Now let’s see the same contrast — prose and map — with respect to decision making. Here is a prose representation of a discussion about how to improve decision making. Again, feel free to skim. (Also, the prose method here isn’t entirely accurate to a discussion in a meeting because frequently comments aren’t transcribed, nor made available for everyone to reference.)
Sally: It would be good to use decision mapping in major team decisions. For one, it would improve our decision making.
Bob: Personally, I think it would be really annoying to do while having a discussion. I wouldn’t like having to think about which “box” I’m responding to or adding to the map.
Sally: Even if it is annoying, it’s likely that the positive value provided by doing the decision mapping would outweigh the negative value of its annoyance. Plus, a lot of the annoyance is probably due to it being something new. New things are often annoying because you’re not used to them. So, the more you do decision mapping, the less annoying it will become.
Jim: One thing I noticed about decision mapping is that we’ll have a visual representation of the logical relationship between all of the ideas that all of the participants in the meeting having mentioned. One of the results of this is that we’ll be able to easily see which ideas offer support for other ideas. You wouldn’t have to guess whether something someone said was in support of the idea that was being discussed.
Lindsay: Yeah, I think Jim’s right. Plus, on a similar note, we’ll also be able to see what ideas are objections to others. A good thing about this is that we’ll know that, if someone has given an objection to our idea, if we can successfully refute that objection, it will no longer serve as a good reason not to accept the idea it was an objection to.
Bob: Why can’t we just create a list of pros and cons?
Carl: Yeah, I’m not exactly sure what I think about this. It’s a neat idea, but I’m not sure it’s worth it. I think it could really slow our meetings down.
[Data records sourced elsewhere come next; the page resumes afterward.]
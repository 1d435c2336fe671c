//! PostgreSQL repository implementations.
//!
//! Concrete implementations of domain repository traits using SQLx runtime
//! queries mapped through `FromRow`.
//!
//! # Repositories
//!
//! - [`PgUserRepository`] - Users with their likes and bookmarks

pub mod pg_user_repository;

pub use pg_user_repository::PgUserRepository;
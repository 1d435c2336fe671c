//! Identity provider integrations.

mod firebase;

pub use firebase::{FirebaseVerifier, GOOGLE_JWKS_URL};
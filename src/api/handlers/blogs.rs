//! Placeholder blog and comment endpoints.
//!
//! Blogs and comments are not stored by this service; these routes only
//! exercise the public/optional/required authentication paths.

use axum::{Json, extract::Path};

use crate::api::dto::blog::{MessageResponse, ViewerMessageResponse};
use crate::domain::entities::Principal;

fn viewer(principal: Option<Principal>) -> Option<String> {
    principal.map(|p| p.uid)
}

/// `GET /api/v1/blogs`
pub async fn list_blogs_handler(principal: Option<Principal>) -> Json<ViewerMessageResponse> {
    Json(ViewerMessageResponse {
        message: "List of blogs".to_string(),
        viewer: viewer(principal),
    })
}

/// `GET /api/v1/blogs/{id}`
pub async fn get_blog_handler(
    principal: Option<Principal>,
    Path(id): Path<String>,
) -> Json<ViewerMessageResponse> {
    Json(ViewerMessageResponse {
        message: format!("Blog with ID: {}", id),
        viewer: viewer(principal),
    })
}

/// `GET /api/v1/blogs/{id}/comments`
pub async fn list_comments_handler(
    principal: Option<Principal>,
    Path(id): Path<String>,
) -> Json<ViewerMessageResponse> {
    Json(ViewerMessageResponse {
        message: format!("Comments for blog ID: {}", id),
        viewer: viewer(principal),
    })
}

/// `POST /api/v1/blogs`
pub async fn create_blog_handler(principal: Principal) -> Json<MessageResponse> {
    Json(MessageResponse {
        message: format!("Created blog by user: {}", principal.uid),
    })
}

/// `POST /api/v1/comments`
pub async fn create_comment_handler(principal: Principal) -> Json<MessageResponse> {
    Json(MessageResponse {
        message: format!("Comment created by user: {}", principal.uid),
    })
}
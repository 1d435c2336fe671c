//! Administrative endpoints.

use axum::{
    Json,
    extract::{Query, State, rejection::QueryRejection},
};

use crate::api::dto::pagination::{Page, PaginationParams};
use crate::api::dto::user::AdminUserItem;
use crate::domain::entities::Principal;
use crate::error::AppError;
use crate::state::AppState;

/// Lists registered users.
///
/// # Endpoint
///
/// `GET /api/v1/admin/users?page=1&page_size=25`
///
/// Requires `admin: true` on the caller's token.
///
/// # Errors
///
/// - `400` if `page` is 0 or `page_size` is outside 1..=100
pub async fn list_users_handler(
    State(state): State<AppState>,
    principal: Principal,
    params: Result<Query<PaginationParams>, QueryRejection>,
) -> Result<Json<Page<AdminUserItem>>, AppError> {
    let Query(params) = params?;
    let (offset, limit) = params
        .validate_and_get_offset_limit()
        .map_err(AppError::bad_request)?;

    let (users, total) = state.user_service.list_users(offset, limit).await?;

    tracing::info!(admin = %principal.uid, page = params.page(), total, "Admin user listing");

    Ok(Json(Page {
        items: users.into_iter().map(AdminUserItem::from).collect(),
        page: params.page(),
        page_size: params.page_size(),
        total,
    }))
}
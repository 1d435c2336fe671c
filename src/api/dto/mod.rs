//! Data Transfer Objects for API requests and responses.
//!
//! All DTOs use Serde for JSON serialization/deserialization and validator
//! for input validation.

pub mod auth;
pub mod blog;
pub mod health;
pub mod pagination;
pub mod user;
Think about all the time spent writing down the reasons for and against something and then trying to connect the ideas with the lines. Sounds like a lot of wasted time to me.
Lindsay: Well, even if it does take us more time, it can be worth it if it results in significantly better decisions. This is especially so if we restrict our use of decision mapping to complex decisions. We wouldn’t need to use it on simple decisions where there wouldn’t be much payoff.
Bob: I still think it would slow down meetings too much. People might get really confused with the whole diagramming process. Most people haven’t been trained to think about argumentation and how to support one idea with another. So, they’re going to be thinking more about how to map their ideas than about the decision they’re trying to make.
In contrast to the prose discussion above, here is a decision map that captures the essential information from that discussion.
For a higher-resolution image, click here.
At first glance, this may seem complicated. But that’s largely due to it being a method that’s new to you. With minimal experience, I believe you would gain the ability to quickly traverse and understand the map.
To see how much easier it is to evaluate the discussion using the map, consider the following questions:
- What were the solutions offered?
- What cons were given for the “Create a list of pros and cons” option?
- What reasons were given in support of the claim that decision mapping would make decisions more logically driven?
Finding the answers to these questions on the map is much easier than with the prose format. With the map, you can use the icons and structure to quickly identify the answers. Navigating the prose format requires either skimming the text and hopefully spotting it or relying on your memory to remember at about which point in the discussion the idea was shared.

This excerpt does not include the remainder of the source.